Main Features: Neptunium is a reasonably reactive silver-looking metal. It is found in at least three structural forms:
Alpha neptunium: orthorhombic, density 20250 kg / m³, Beta neptunium (above 280oC): tetragonal, density (313 oC) 19360 kg / m³, Gamma neptunium (above 577oC), cubic, density (600oC) 18000 kg / m³.
This element has 4 ionic oxidation states when in solution:
Np + 3 (pale purple), similar to rare earth ion Pm + 3, Np + 4 (greenish yellow); NpO2 + (bluish green): NpO 2 + 2 (pale pink).
Neptunium has the tri and tetrahalide formulas such as NpF3, NpF4, NpCl4, NpBr3, NpI3, and oxides of various compositions as found in the uranium-oxygen system, including Np3O8 and NpO2.
Applications:
Neutron Detector:. It can be used in the composition of neutron detection equipment.

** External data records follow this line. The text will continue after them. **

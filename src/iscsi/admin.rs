//! Thin wrapper over the `iscsiadm` command line.

use std::ffi::OsString;

use tracing::{debug, trace, warn};

use crate::command::{CommandOutput, CommandRunner, render_command};
use crate::types::IscsiTarget;

use super::{LoginStep, SessionError};

/// Default name of the initiator administration tool.
pub const DEFAULT_ISCSIADM: &str = "iscsiadm";

/// `iscsiadm` exit status for "no records or sessions found".
pub const ISCSI_ERR_NO_OBJS_FOUND: i32 = 21;

const REDACTED: &str = "--value=<redacted>";

/// Issues initiator commands through a [`CommandRunner`].
#[derive(Clone, Debug)]
pub struct IscsiAdmin<R> {
    runner: R,
    program: String,
}

impl<R: CommandRunner> IscsiAdmin<R> {
    /// Creates a wrapper running `program` through `runner`.
    #[must_use]
    pub fn new(runner: R, program: impl Into<String>) -> Self {
        Self {
            runner,
            program: program.into(),
        }
    }

    /// Returns the program name this wrapper invokes.
    #[must_use]
    pub fn program(&self) -> &str {
        &self.program
    }

    /// Verifies the tooling is installed and runnable.
    ///
    /// # Errors
    ///
    /// Returns [`SessionError::ToolingUnavailable`] when `iscsiadm -h` cannot
    /// be run or fails.
    pub fn probe(&self) -> Result<(), SessionError> {
        let unavailable = |message: String| SessionError::ToolingUnavailable {
            program: self.program.clone(),
            message,
        };
        let output = self
            .execute(&["-h"], false)
            .map_err(unavailable)?;
        if output.is_success() {
            return Ok(());
        }
        Err(unavailable(output.failure_message()))
    }

    /// Runs SendTargets discovery against `portal` and returns the raw
    /// listing. An empty listing is not an error here.
    ///
    /// # Errors
    ///
    /// Returns [`SessionError::DiscoveryFailed`] when the command fails.
    pub fn discover(&self, portal: &str) -> Result<String, SessionError> {
        let failed = |message: String| SessionError::DiscoveryFailed {
            portal: portal.to_owned(),
            message,
        };
        let output = self
            .execute(&["-m", "discovery", "-t", "sendtargets", "-p", portal], false)
            .map_err(failed)?;
        if output.is_success() {
            return Ok(output.stdout);
        }
        if output.code == Some(ISCSI_ERR_NO_OBJS_FOUND) {
            return Ok(String::new());
        }
        Err(failed(output.failure_message()))
    }

    /// Creates a node record for `target`, configures CHAP and logs in.
    ///
    /// Stops at the first failing sub-step. The node record is then deleted
    /// on a best-effort basis so a retry starts clean.
    ///
    /// # Errors
    ///
    /// Returns [`SessionError::LoginFailed`] naming the failing sub-step.
    pub fn login_with_chap(
        &self,
        target: &IscsiTarget,
        iface: &str,
        username: &str,
        secret: &str,
    ) -> Result<(), SessionError> {
        let result = self.chap_sequence(target, iface, username, secret);
        if let Err(SessionError::LoginFailed { step, .. }) = &result
            && *step != LoginStep::CreateNode
            && let Err(cleanup) = self.delete_node(target)
        {
            warn!(iqn = %target.iqn, error = %cleanup, "failed to remove node record after login failure");
        }
        result
    }

    fn chap_sequence(
        &self,
        target: &IscsiTarget,
        iface: &str,
        username: &str,
        secret: &str,
    ) -> Result<(), SessionError> {
        let node = ["-m", "node", "-T", target.iqn.as_str(), "-p", target.portal.as_str()];
        let run_step = |step: LoginStep, extra: &[&str], sensitive: bool| {
            let args: Vec<&str> = node.iter().chain(extra).copied().collect();
            let output = self
                .execute(&args, sensitive)
                .map_err(|message| login_failed(step, target, message))?;
            if output.is_success() {
                trace!(iqn = %target.iqn, %step, "login step complete");
                return Ok(());
            }
            Err(login_failed(step, target, output.failure_message()))
        };

        run_step(
            LoginStep::CreateNode,
            &["--interface", iface, "--op", "new"],
            false,
        )?;
        run_step(
            LoginStep::SetAuthMethod,
            &[
                "--op=update",
                "--name",
                "node.session.auth.authmethod",
                "--value=CHAP",
            ],
            false,
        )?;
        let username_value = format!("--value={username}");
        run_step(
            LoginStep::SetCredentials,
            &[
                "--op=update",
                "--name",
                "node.session.auth.username",
                username_value.as_str(),
            ],
            false,
        )?;
        let secret_value = format!("--value={secret}");
        run_step(
            LoginStep::SetCredentials,
            &[
                "--op=update",
                "--name",
                "node.session.auth.password",
                secret_value.as_str(),
            ],
            true,
        )?;
        run_step(LoginStep::Login, &["--login"], false)?;
        debug!(iqn = %target.iqn, portal = %target.portal, "logged in to target");
        Ok(())
    }

    /// Logs out of every session for `iqn`, or only the one through
    /// `portal` when given. No matching session counts as success.
    ///
    /// # Errors
    ///
    /// Returns the failure description when the logout fails.
    pub fn logout(&self, iqn: &str, portal: Option<&str>) -> Result<(), String> {
        let mut args = vec!["-m", "node", "-T", iqn];
        if let Some(address) = portal {
            args.extend(["--portal", address]);
        }
        args.push("-u");
        self.run_idempotent(&args)
    }

    /// Deletes every node record for `target`'s IQN. No record counts as
    /// success.
    ///
    /// # Errors
    ///
    /// Returns the failure description when the deletion fails.
    pub fn delete_node(&self, target: &IscsiTarget) -> Result<(), String> {
        self.run_idempotent(&["-m", "node", "-o", "delete", "-T", target.iqn.as_str()])
    }

    fn run_idempotent(&self, args: &[&str]) -> Result<(), String> {
        let output = self.execute(args, false)?;
        if output.is_success() || output.code == Some(ISCSI_ERR_NO_OBJS_FOUND) {
            return Ok(());
        }
        Err(output.failure_message())
    }

    fn execute(&self, args: &[&str], sensitive: bool) -> Result<CommandOutput, String> {
        let argv: Vec<OsString> = args.iter().map(OsString::from).collect();
        if sensitive {
            let shown: Vec<OsString> = args
                .iter()
                .map(|arg| {
                    if arg.starts_with("--value=") {
                        OsString::from(REDACTED)
                    } else {
                        OsString::from(arg)
                    }
                })
                .collect();
            debug!(command = %render_command(&self.program, &shown), "running iscsiadm");
        } else {
            debug!(command = %render_command(&self.program, &argv), "running iscsiadm");
        }
        self.runner
            .run(&self.program, &argv)
            .map_err(|err| err.to_string())
    }
}

fn login_failed(step: LoginStep, target: &IscsiTarget, message: String) -> SessionError {
    SessionError::LoginFailed {
        step,
        iqn: target.iqn.clone(),
        message,
    }
}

Pu-238 producer: If we radiate neptune-237 with a neutron, it will capture it creating Np-238, which in turn has a half-life of 2.1 days and by negative beta decay decays to Pu-238, being used in thermoelectric generators.
Nuclear Weapon: Neptune is fissile and can theoretically be used in nuclear weapons. In September 2002, researchers at the University of California conducted research programs for the development of weapons of mass destruction using neptunium. They created the first nuclear critical mass using a sphere of neptune-237, which proved superior to plutonium (Pu-239) or uranium (U-235).
Occurrence:
Trace quantities of neptunium are naturally found as a decay product of transmutation reactions in uranium ores. Np-237 is produced by reducing NpF3 with barium or lithium vapor around 1200 ° C and often extracted as a byproduct of plutonium production in a nuclear reactor.